Stored data entries:
--------------------------------

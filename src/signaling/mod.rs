//! Call signaling
//!
//! Offers, answers and ICE candidates are exchanged through a document store
//! addressed by session id. Messages are JSON objects tagged by `type`:
//!
//! ```json
//! {"type":"offer","sessionId":"abc","sdp":"v=0...","callerId":"alice","timestamp":1737910400000}
//! ```

pub mod memory;

pub use memory::MemorySignaling;

use crate::credentials::Credential;
use crate::engine::{IceCandidate, SessionDescription};
use crate::quality::unix_millis;
use async_trait::async_trait;
use futures::stream::BoxStream;
use serde::{Deserialize, Serialize};
use thiserror::Error;

/// Signaling errors
#[derive(Debug, Clone, Error)]
pub enum SignalingError {
    #[error("Invalid signaling message: {0}")]
    InvalidMessage(String),
    #[error("Signaling transport error: {0}")]
    Transport(String),
}

/// SDP offer from the caller
#[derive(Debug, Clone, PartialEq, Eq, Serialize, Deserialize)]
#[serde(rename_all = "camelCase")]
pub struct OfferMessage {
    pub session_id: String,
    pub sdp: String,
    pub caller_id: String,
    pub timestamp: u64,
}

impl OfferMessage {
    pub fn new(session_id: &str, sdp: impl Into<String>, caller_id: &str) -> Self {
        Self {
            session_id: session_id.to_string(),
            sdp: sdp.into(),
            caller_id: caller_id.to_string(),
            timestamp: unix_millis(),
        }
    }

    pub fn description(&self) -> SessionDescription {
        SessionDescription::offer(self.sdp.clone())
    }
}

/// SDP answer from the callee
#[derive(Debug, Clone, PartialEq, Eq, Serialize, Deserialize)]
#[serde(rename_all = "camelCase")]
pub struct AnswerMessage {
    pub session_id: String,
    pub sdp: String,
    pub callee_id: String,
    pub timestamp: u64,
}

impl AnswerMessage {
    pub fn new(session_id: &str, sdp: impl Into<String>, callee_id: &str) -> Self {
        Self {
            session_id: session_id.to_string(),
            sdp: sdp.into(),
            callee_id: callee_id.to_string(),
            timestamp: unix_millis(),
        }
    }

    pub fn description(&self) -> SessionDescription {
        SessionDescription::answer(self.sdp.clone())
    }
}

#[derive(Debug, Clone, PartialEq, Eq, Serialize, Deserialize)]
#[serde(rename_all = "camelCase")]
pub struct IceCandidateMessage {
    pub session_id: String,
    pub sdp_mid: String,
    #[serde(rename = "sdpMLineIndex")]
    pub sdp_mline_index: u16,
    pub sdp_candidate: String,
    pub timestamp: u64,
}

impl IceCandidateMessage {
    pub fn from_candidate(session_id: &str, candidate: &IceCandidate) -> Self {
        Self {
            session_id: session_id.to_string(),
            sdp_mid: candidate.sdp_mid.clone(),
            sdp_mline_index: candidate.sdp_mline_index,
            sdp_candidate: candidate.candidate.clone(),
            timestamp: unix_millis(),
        }
    }

    pub fn to_candidate(&self) -> IceCandidate {
        IceCandidate {
            sdp_mid: self.sdp_mid.clone(),
            sdp_mline_index: self.sdp_mline_index,
            candidate: self.sdp_candidate.clone(),
        }
    }
}

/// TURN credentials pushed to the peer
#[derive(Debug, Clone, PartialEq, Eq, Serialize, Deserialize)]
#[serde(rename_all = "camelCase")]
pub struct TurnCredentialMessage {
    pub session_id: String,
    pub username: String,
    pub password: String,
    pub ttl: u32,
    pub urls: Vec<String>,
    pub timestamp: u64,
}

impl TurnCredentialMessage {
    pub fn from_credential(session_id: &str, credential: &Credential) -> Self {
        Self {
            session_id: session_id.to_string(),
            username: credential.username.clone(),
            password: credential.secret.clone(),
            ttl: credential.ttl_seconds,
            urls: credential.server_uris.clone(),
            timestamp: unix_millis(),
        }
    }
}

#[derive(Debug, Clone, PartialEq, Eq, Serialize, Deserialize)]
#[serde(rename_all = "camelCase")]
pub struct HangupMessage {
    pub session_id: String,
    pub user_id: String,
    #[serde(default, skip_serializing_if = "Option::is_none")]
    pub reason: Option<String>,
    pub timestamp: u64,
}

/// Signaling message envelope
#[derive(Debug, Clone, PartialEq, Eq, Serialize, Deserialize)]
#[serde(tag = "type")]
pub enum SignalingMessage {
    #[serde(rename = "offer")]
    Offer(OfferMessage),
    #[serde(rename = "answer")]
    Answer(AnswerMessage),
    #[serde(rename = "ice-candidate")]
    IceCandidate(IceCandidateMessage),
    #[serde(rename = "turn-credential")]
    TurnCredential(TurnCredentialMessage),
    #[serde(rename = "hangup")]
    Hangup(HangupMessage),
}

impl SignalingMessage {
    /// Parse a signaling message from JSON
    pub fn from_json(json: &str) -> Result<Self, SignalingError> {
        serde_json::from_str(json).map_err(|e| SignalingError::InvalidMessage(e.to_string()))
    }

    /// Serialize to JSON
    pub fn to_json(&self) -> Result<String, SignalingError> {
        serde_json::to_string(self).map_err(|e| SignalingError::InvalidMessage(e.to_string()))
    }

    /// Wire value of the `type` tag
    pub fn message_type(&self) -> &'static str {
        match self {
            SignalingMessage::Offer(_) => "offer",
            SignalingMessage::Answer(_) => "answer",
            SignalingMessage::IceCandidate(_) => "ice-candidate",
            SignalingMessage::TurnCredential(_) => "turn-credential",
            SignalingMessage::Hangup(_) => "hangup",
        }
    }

    pub fn session_id(&self) -> &str {
        match self {
            SignalingMessage::Offer(m) => &m.session_id,
            SignalingMessage::Answer(m) => &m.session_id,
            SignalingMessage::IceCandidate(m) => &m.session_id,
            SignalingMessage::TurnCredential(m) => &m.session_id,
            SignalingMessage::Hangup(m) => &m.session_id,
        }
    }

    pub fn timestamp(&self) -> u64 {
        match self {
            SignalingMessage::Offer(m) => m.timestamp,
            SignalingMessage::Answer(m) => m.timestamp,
            SignalingMessage::IceCandidate(m) => m.timestamp,
            SignalingMessage::TurnCredential(m) => m.timestamp,
            SignalingMessage::Hangup(m) => m.timestamp,
        }
    }
}

/// Session-addressed document store used for signaling.
///
/// Observers are realtime: they yield the current value (if any) and then
/// every later write, and end when the session is deleted.
#[async_trait]
pub trait SignalingTransport: Send + Sync {
    async fn send_offer(&self, session_id: &str, offer: OfferMessage) -> Result<(), SignalingError>;

    async fn send_answer(&self, session_id: &str, answer: AnswerMessage) -> Result<(), SignalingError>;

    async fn send_ice_candidate(
        &self,
        session_id: &str,
        candidate_id: &str,
        candidate: IceCandidateMessage,
    ) -> Result<(), SignalingError>;

    fn observe_offer(&self, session_id: &str) -> BoxStream<'static, OfferMessage>;

    fn observe_answer(&self, session_id: &str) -> BoxStream<'static, AnswerMessage>;

    fn observe_ice_candidates(&self, session_id: &str) -> BoxStream<'static, IceCandidateMessage>;

    /// Remove the session document and its candidates
    async fn delete_session(&self, session_id: &str) -> Result<(), SignalingError>;
}
//! Call orchestration
//!
//! Use cases sequence credentials, engine and signaling for one step of a
//! call; [`CallSession`] wires them together for the lifetime of a call and
//! feeds engine failures into the reconnection coordinator.

pub mod session;
pub mod usecases;

pub use session::{CallRole, CallSession};
pub use usecases::{AddIceCandidateUseCase, AnswerCallUseCase, CreateOfferUseCase, EndCallUseCase};

use crate::credentials::CredentialError;
use crate::engine::EngineError;
use crate::signaling::SignalingError;
use thiserror::Error;

#[derive(Debug, Error)]
pub enum CallError {
    #[error(transparent)]
    Credentials(#[from] CredentialError),

    #[error(transparent)]
    Engine(#[from] EngineError),

    #[error(transparent)]
    Signaling(#[from] SignalingError),

    #[error("Call already started")]
    AlreadyStarted,

    #[error("Call has ended")]
    Ended,

    #[error("Signaling session closed before an offer arrived")]
    NoOffer,

    #[error("Connection did not recover within {0:?}")]
    RecoveryTimedOut(std::time::Duration),
}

--------------------------------

▶ [TASK BRIEF]: Find each line above that contains "InvalidMessage", and copy those lines.

▶ [RESPONSE FOR THIS EXERCISE]:
    InvalidMessage(String),
        serde_json::from_str(json).map_err(|e| SignalingError::InvalidMessage(e.to_string()))
        serde_json::to_string(self).map_err(|e| SignalingError::InvalidMessage(e.to_string()))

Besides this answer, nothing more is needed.